Publié le 24/09/2012   |  2 réactions Partager sur Twitter Partager sur Facebook Imprimer l'article Envoyer à un confrère Réagir à l'article Enregistrer dans ma bibliothèque Reduire Agrandir

Une grande proportion d’essais cliniques portant sur de nouvelles thérapeutiques est financée par l’industrie pharmaceutique.

Ce soutien financier affecte-t-il la confiance que les praticiens accordent aux résultats de ces études ?

Souvent évoquée, cette question n’avait pas été jusqu’alors abordée scientifiquement.

C’est la raison pour laquelle Kesselheim et coll. ont tenté d’y répondre dans une étude randomisée, menée auprès de 503 médecins internistes libéraux, volontaires, recrutés par randomisation.

À ces praticiens ont été présentés les 27 résumés (abstracts) décrivant le protocole et les résultats d’essais cliniques fictifs concernant 3 médicaments imaginaires destinés au traitement de patients dyslipidémiques (intolérants aux statines), diabétiques (mal contrôlés par les hypoglycémiants oraux et refusant l’insulinothérapie) ou coronariens pluritronculaires, non revascularisables (déjà traités de façon optimale notamment par les bêtabloquants).

Trois niveaux de rigueur et trois types de financement

La rigueur méthodologique de ces essais cliniques randomisés, était qualifiée de grande (double-aveugle, 5 322 patients, suivi : 36 mois), moyenne (simple aveugle, 964 patients, suivi : 12 mois) ou faible (étude ouverte, 483 patients, suivi : 4 mois) ; de plus, l’origine du financement de chaque essai était précisé, à savoir industrie pharmaceutique, NIH (National Institutes of Health, célèbre centre de recherche aux Etats-Unis) ou absence de mention de l’origine du soutien financier. Pour ces 2 facteurs (rigueur et financement), l’une des 3 variations possibles sus-citées a été sélectionnée par randomisation puis incluse dans les 27 abstracts (chacune des 3 médications, ayant ainsi fait l’objet de 9 abstracts).

Un questionnaire proposé aux médecins évaluait leur appréciation du degré de rigueur méthodologique, leur confiance dans les résultats de l’étude et en conséquence, leur intention de prescrire possiblement le médicament.

Les 269 médecins (53,5 %) qui ont répondu au questionnaire ont apprécié correctement le degré de rigueur méthodologique. Ils ont déclaré être moins enclins à prescrire un médicament testé dans un essai de faible rigueur méthodologique que dans un essai de degré de rigueur moyen (odds ratio [OR] 0,64; intervalle de confiance [IC] 95 % [0,46 à 0,89]; p = 0,008) ; dans cette même logique, ils ont dit être plus enclins à prescrire une médication testée dans un essai de grande rigueur méthodologique que dans un essai de degré de rigueur moyen (OR 3,07; IC 95 %, [2,18 à 4,32]; p <0,001).

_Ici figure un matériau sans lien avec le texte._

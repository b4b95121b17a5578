mod error;
use std::panic::Location;

use error_location::ErrorLocation;
use thiserror::Error;

#[derive(Error, Debug)]
pub enum ServerError {
    #[error("Config error: {0}")]
    Config(#[from] lrp_config::ConfigError),

    #[error("Store error: {0}")]
    Store(#[from] lrp_store::StoreError),

    #[error("Logger error: {message} {location}")]
    Logger {
        message: String,
        location: ErrorLocation,
    },
}

impl ServerError {
    #[track_caller]
    pub fn logger<S: Into<String>>(message: S) -> Self {
        ServerError::Logger {
            message: message.into(),
            location: ErrorLocation::from(Location::caller()),
        }
    }
}

pub type Result<T> = std::result::Result<T, ServerError>;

Le NIH mieux considéré que l’industrie

Comparé à l’absence d’information sur le financement, la mention d’un financement par l’ industrie pharmaceutique conduisait les médecins à attribuer à l’essai une valeur méthodologique moindre (OR 0,63; IC 95 % [0,46 à 0,87]; p = 0,006), à avoir moins confiance en ses résultats (OR 0,71; IC 95% [0,51 à 0,98]; p = 0,04) ; ils signalaient ensuite être moins tentés de prescrire la drogue hypothétique concernée (OR 0,68; IC 95 %[ 0,49 à 0,94]; p = 0,02).

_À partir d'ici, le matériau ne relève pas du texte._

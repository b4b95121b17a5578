use std::panic::Location;
use std::path::PathBuf;
use std::result::Result as StdResult;

use error_location::ErrorLocation;
use thiserror::Error as ThisError;

#[derive(ThisError, Debug)]
pub enum ConfigError {
    #[error("{category} error: {message} {location}")]
    Generic {
        category: &'static str,
        message: String,
        location: ErrorLocation,
    },

    #[error("IO error reading {path}: {source}")]
    Io {
        path: PathBuf,
        #[source]
        source: std::io::Error,
    },

    #[error("TOML parse error in {path}: {source}")]
    Toml {
        path: PathBuf,
        #[source]
        source: toml::de::Error,
    },
}

impl ConfigError {
    #[track_caller]
    pub fn config<S: Into<String>>(message: S) -> Self {
        ConfigError::Generic {
            category: "Config",
            message: message.into(),
            location: ErrorLocation::from(Location::caller()),
        }
    }

    #[track_caller]
    pub fn server<S: Into<String>>(message: S) -> Self {
        ConfigError::Generic {
            category: "Server",
            message: message.into(),
            location: ErrorLocation::from(Location::caller()),
        }
    }

    #[track_caller]
    pub fn store<S: Into<String>>(message: S) -> Self {
        ConfigError::Generic {
            category: "Store",
            message: message.into(),
            location: ErrorLocation::from(Location::caller()),
        }
    }

    #[track_caller]
    pub fn logging<S: Into<String>>(message: S) -> Self {
        ConfigError::Generic {
            category: "Logging",
            message: message.into(),
            location: ErrorLocation::from(Location::caller()),
        }
    }
}

pub type ConfigErrorResult<T> = StdResult<T, ConfigError>;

Enfin, les médecins se disaient deux fois moins disposés à prescrire un médicament évalué dans un essai financé par l’industrie pharmaceutique (vs financé par le NIH) (OR 0,52; IC 95% [0,37 à 0,71]; p <0,001) et ce, quel que soit le niveau de rigueur méthodologique.

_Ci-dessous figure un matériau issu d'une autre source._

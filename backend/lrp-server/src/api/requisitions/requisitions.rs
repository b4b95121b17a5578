use crate::{ApiResult, AppState, RequisitionListResponse};

use lrp_store::LIST_LIMIT;

use axum::{Json, extract::State};
use log::debug;

/// GET /requisitions
///
/// The most recently updated requisitions, capped at [`LIST_LIMIT`].
pub async fn list_requisitions(
    State(state): State<AppState>,
) -> ApiResult<Json<RequisitionListResponse>> {
    let rows = state.store.list_recent(LIST_LIMIT).await?;
    debug!("Listing {} requisitions", rows.len());

    Ok(Json(RequisitionListResponse { ok: true, rows }))
}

En conclusion, les médecins discernent correctement le niveau de rigueur méthodologique d’un essai clinique thérapeutique. Ils sont sensibles aux sources de son financement. Le fait que l’étude soit financée par l’industrie pharmaceutique influence négativement leur perception de la qualité méthodologique de l’étude et la confiance en ses conclusions et ce, quelle que soit sa qualité. Cela a très probablement des conséquences sur leur inclination à prescrire le traitement étudié.



Dr Robert Haïat


Kesselheim AS et coll.: A Randomized Study of How Physicians Interpret Research Funding Disclosures. N Engl J Med 2012; 367:1119-27.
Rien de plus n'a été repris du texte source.